EXERCISE OBJECTIVE >>
Please copy every line with the string "orphan" from the entries below.

Content starts

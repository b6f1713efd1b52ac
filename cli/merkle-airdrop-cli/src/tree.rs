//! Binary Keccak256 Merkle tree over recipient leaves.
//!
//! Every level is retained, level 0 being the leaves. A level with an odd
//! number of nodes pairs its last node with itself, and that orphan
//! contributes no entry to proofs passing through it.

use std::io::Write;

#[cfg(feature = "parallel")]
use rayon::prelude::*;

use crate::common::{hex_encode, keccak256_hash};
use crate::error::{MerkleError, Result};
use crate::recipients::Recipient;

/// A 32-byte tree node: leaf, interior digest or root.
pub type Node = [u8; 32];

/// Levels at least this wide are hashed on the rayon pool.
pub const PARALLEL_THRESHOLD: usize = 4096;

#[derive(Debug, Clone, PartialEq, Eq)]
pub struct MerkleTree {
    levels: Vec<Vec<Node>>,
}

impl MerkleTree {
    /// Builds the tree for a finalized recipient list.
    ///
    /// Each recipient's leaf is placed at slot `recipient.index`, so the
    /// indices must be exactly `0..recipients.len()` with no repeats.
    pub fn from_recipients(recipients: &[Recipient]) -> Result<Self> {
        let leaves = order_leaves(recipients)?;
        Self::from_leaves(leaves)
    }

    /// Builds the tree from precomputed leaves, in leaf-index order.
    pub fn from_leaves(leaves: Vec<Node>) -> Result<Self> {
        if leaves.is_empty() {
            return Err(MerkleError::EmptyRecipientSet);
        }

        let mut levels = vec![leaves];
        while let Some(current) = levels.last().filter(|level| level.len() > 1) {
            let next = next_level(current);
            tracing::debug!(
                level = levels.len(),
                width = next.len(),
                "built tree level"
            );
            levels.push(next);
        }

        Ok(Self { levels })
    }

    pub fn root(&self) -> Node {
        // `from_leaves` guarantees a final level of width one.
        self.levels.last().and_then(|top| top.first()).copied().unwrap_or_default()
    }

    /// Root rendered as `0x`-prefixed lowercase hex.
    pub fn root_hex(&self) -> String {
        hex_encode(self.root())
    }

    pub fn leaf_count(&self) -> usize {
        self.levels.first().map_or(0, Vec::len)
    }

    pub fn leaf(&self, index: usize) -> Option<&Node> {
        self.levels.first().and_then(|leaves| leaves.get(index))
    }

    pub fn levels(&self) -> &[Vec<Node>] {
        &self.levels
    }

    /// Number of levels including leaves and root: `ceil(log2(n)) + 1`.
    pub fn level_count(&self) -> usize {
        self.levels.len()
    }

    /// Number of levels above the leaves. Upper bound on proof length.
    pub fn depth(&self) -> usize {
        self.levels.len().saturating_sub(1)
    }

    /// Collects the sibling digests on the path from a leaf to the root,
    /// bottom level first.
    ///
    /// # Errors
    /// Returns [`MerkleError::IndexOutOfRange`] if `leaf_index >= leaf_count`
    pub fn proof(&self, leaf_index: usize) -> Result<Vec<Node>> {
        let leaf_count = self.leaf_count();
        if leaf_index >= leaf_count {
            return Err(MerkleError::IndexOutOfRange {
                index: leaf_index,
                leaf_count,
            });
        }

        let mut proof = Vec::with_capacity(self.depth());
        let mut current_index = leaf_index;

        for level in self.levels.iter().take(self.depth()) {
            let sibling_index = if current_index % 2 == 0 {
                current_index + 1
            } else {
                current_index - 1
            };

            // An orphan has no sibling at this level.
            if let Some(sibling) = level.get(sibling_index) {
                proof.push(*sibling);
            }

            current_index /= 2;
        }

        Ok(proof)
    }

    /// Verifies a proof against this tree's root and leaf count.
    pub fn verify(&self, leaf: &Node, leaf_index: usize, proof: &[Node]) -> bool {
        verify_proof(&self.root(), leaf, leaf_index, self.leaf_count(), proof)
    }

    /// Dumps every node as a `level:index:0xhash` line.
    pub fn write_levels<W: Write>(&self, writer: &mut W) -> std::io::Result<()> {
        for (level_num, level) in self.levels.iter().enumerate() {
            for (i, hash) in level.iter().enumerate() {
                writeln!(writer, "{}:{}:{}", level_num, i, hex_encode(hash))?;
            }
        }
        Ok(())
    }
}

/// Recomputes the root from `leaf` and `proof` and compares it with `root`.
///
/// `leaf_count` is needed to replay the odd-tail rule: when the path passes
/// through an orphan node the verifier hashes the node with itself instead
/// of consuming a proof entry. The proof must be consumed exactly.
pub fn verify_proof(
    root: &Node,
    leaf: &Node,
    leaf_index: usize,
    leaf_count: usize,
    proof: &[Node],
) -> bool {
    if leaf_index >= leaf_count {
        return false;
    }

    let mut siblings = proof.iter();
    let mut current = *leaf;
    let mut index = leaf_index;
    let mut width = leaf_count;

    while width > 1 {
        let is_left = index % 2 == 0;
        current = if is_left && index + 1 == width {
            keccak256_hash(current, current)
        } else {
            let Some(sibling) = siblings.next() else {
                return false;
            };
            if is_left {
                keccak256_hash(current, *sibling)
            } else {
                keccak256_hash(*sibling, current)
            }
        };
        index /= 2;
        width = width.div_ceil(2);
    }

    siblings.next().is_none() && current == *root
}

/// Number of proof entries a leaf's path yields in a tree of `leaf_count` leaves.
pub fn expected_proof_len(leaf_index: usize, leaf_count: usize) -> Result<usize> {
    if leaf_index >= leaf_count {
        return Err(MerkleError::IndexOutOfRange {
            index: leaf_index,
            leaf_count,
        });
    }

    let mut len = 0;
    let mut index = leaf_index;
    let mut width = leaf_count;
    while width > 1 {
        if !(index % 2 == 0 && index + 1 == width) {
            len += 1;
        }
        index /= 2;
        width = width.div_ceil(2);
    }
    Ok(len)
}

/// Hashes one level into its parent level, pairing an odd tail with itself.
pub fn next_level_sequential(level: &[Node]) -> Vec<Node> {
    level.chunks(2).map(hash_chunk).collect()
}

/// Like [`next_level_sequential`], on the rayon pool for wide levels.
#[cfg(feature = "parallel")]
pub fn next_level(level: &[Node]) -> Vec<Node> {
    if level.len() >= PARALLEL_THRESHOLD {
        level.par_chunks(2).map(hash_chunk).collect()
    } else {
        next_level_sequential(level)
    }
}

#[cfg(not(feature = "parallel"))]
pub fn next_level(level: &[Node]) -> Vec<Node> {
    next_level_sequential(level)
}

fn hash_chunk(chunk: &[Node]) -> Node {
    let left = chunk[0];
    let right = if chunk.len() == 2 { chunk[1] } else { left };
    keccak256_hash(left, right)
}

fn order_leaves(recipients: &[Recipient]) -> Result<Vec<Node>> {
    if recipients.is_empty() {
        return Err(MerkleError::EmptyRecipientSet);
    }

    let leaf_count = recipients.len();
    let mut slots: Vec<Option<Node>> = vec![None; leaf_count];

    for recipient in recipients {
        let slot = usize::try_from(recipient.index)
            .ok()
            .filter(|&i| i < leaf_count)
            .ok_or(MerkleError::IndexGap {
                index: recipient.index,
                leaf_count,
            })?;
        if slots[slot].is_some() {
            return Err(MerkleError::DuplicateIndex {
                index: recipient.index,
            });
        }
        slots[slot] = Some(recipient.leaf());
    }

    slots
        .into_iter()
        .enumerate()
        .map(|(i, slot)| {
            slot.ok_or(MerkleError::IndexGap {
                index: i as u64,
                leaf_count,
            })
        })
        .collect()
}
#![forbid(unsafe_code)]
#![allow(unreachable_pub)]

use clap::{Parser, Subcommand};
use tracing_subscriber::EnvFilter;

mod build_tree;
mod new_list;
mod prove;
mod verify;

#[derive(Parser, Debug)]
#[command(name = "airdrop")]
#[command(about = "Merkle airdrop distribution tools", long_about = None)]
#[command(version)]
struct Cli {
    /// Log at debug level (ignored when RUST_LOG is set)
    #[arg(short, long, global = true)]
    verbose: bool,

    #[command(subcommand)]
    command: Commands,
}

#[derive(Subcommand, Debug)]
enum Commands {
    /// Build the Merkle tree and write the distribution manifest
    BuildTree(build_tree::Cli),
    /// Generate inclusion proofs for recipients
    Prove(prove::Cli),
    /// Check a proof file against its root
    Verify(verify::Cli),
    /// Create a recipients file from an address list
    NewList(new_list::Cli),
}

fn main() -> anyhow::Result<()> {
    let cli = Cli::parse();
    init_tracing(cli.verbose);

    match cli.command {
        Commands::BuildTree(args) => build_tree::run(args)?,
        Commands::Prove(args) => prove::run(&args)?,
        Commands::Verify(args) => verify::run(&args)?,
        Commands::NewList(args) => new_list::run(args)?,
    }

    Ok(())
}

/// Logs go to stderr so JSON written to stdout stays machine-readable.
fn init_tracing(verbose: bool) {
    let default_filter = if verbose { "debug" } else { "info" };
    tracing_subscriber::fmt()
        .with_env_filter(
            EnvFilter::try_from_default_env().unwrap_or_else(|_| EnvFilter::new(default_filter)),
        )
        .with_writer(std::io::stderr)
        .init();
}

Content ends
Content starts

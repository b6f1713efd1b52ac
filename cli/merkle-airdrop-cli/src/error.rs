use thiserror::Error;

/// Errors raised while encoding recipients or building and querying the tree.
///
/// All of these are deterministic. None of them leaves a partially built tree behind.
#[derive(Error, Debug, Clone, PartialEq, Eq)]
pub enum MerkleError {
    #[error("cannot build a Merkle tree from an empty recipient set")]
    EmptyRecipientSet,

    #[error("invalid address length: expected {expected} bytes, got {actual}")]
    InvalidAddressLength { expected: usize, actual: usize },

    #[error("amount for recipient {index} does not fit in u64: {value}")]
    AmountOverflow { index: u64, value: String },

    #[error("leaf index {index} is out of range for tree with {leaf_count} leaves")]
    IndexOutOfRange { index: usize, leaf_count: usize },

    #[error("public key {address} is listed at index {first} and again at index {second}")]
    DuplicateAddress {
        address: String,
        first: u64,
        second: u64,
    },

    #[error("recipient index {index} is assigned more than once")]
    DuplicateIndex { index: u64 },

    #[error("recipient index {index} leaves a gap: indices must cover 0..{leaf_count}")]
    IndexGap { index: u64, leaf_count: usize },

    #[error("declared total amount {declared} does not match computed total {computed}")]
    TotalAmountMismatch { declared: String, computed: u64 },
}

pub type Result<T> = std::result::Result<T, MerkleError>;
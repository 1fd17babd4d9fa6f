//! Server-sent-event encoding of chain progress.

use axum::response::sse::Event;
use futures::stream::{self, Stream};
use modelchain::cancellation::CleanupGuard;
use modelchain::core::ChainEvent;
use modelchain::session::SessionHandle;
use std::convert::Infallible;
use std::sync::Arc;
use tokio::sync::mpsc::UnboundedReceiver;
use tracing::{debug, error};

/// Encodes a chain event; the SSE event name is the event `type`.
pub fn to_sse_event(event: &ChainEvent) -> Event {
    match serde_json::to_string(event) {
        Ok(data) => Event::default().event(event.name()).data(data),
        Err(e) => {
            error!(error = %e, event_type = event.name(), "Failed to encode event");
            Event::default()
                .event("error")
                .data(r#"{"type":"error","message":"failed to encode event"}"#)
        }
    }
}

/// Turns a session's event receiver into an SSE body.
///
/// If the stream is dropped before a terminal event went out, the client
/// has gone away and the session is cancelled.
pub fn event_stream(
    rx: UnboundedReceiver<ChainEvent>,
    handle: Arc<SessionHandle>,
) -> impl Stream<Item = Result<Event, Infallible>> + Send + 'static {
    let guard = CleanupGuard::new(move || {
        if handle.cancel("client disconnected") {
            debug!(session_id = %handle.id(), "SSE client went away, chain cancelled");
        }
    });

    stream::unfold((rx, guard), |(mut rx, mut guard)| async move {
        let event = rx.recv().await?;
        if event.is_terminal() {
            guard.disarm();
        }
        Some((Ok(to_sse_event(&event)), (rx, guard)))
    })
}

Content ends
Content starts

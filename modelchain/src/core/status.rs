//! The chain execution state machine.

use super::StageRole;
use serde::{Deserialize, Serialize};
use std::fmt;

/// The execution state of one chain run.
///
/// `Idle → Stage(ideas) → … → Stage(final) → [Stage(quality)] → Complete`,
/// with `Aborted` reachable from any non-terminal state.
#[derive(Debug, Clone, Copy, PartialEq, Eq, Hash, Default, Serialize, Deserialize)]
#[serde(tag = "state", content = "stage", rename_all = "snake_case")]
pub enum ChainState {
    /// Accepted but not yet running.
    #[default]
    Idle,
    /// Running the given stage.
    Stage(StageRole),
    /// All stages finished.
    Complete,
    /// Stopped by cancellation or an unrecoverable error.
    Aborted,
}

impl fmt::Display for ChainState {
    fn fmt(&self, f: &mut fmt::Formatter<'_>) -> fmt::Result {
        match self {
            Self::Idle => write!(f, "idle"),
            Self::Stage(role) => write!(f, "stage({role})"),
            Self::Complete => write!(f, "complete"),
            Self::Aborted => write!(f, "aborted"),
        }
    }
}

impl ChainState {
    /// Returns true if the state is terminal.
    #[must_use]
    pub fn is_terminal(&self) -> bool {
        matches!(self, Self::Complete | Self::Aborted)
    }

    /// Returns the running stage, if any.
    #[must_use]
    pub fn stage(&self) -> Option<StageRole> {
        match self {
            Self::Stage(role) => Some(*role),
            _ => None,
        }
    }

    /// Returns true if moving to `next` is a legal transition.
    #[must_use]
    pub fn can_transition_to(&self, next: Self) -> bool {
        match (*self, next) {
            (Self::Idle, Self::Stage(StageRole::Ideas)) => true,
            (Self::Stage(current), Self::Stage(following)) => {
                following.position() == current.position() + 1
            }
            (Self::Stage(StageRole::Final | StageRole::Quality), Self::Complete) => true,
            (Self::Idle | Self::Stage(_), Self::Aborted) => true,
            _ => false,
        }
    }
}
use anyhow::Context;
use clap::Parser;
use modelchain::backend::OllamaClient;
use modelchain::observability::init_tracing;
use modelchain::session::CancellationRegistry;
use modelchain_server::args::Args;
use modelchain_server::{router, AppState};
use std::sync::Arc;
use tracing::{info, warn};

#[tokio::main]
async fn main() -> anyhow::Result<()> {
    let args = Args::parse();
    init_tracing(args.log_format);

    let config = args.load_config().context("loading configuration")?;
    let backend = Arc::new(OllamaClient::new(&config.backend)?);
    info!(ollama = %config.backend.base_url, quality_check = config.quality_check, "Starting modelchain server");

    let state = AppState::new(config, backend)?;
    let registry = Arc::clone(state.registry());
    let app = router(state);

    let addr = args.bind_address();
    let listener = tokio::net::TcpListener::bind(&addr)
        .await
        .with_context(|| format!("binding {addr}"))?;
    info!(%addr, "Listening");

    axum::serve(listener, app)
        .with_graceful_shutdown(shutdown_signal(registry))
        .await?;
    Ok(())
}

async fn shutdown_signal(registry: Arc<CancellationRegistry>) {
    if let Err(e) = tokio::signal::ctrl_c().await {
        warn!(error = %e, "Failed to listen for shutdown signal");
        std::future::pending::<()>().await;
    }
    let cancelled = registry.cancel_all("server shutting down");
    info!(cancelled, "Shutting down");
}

Content ends

RESPONSE TO THIS EXERCISE >>
//! number of nodes pairs its last node with itself, and that orphan
            // An orphan has no sibling at this level.
/// through an orphan node the verifier hashes the node with itself instead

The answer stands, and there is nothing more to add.